Data items:
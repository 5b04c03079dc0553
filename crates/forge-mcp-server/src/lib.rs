// SPDX-FileCopyrightText: 2026 Session Forge Contributors
// SPDX-License-Identifier: MIT OR Apache-2.0

//! MCP server for Session Forge.
//!
//! - [`tool`]: the `Tool` trait and `ToolRegistry`
//! - [`tools`]: one tool per memory operation, registered by [`register_all`]
//! - [`server`]: JSON-RPC dispatch (`initialize`, `tools/list`, `tools/call`, ...)
//! - [`stdio`]: the newline-delimited stdin/stdout transport

pub mod jsonrpc;
pub mod server;
pub mod stdio;
pub mod tool;
pub mod tools;

pub use server::McpServer;
pub use stdio::run_stdio;
pub use tool::{Tool, ToolOutput, ToolRegistry};
pub use tools::register_all;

— About this task —
Could you output all of the records above exactly as given?

— Solution to the exercise —
repository 5b04c03079dc0553
filename crates/forge-mcp-server/src/lib.rs
// SPDX-FileCopyrightText: 2026 Session Forge Contributors
// SPDX-License-Identifier: MIT OR Apache-2.0

//! MCP server for Session Forge.
//!
//! - [`tool`]: the `Tool` trait and `ToolRegistry`
//! - [`tools`]: one tool per memory operation, registered by [`register_all`]
//! - [`server`]: JSON-RPC dispatch (`initialize`, `tools/list`, `tools/call`, ...)
//! - [`stdio`]: the newline-delimited stdin/stdout transport

pub mod jsonrpc;
pub mod server;
pub mod stdio;
pub mod tool;
pub mod tools;

pub use server::McpServer;
pub use stdio::run_stdio;
pub use tool::{Tool, ToolOutput, ToolRegistry};
pub use tools::register_all;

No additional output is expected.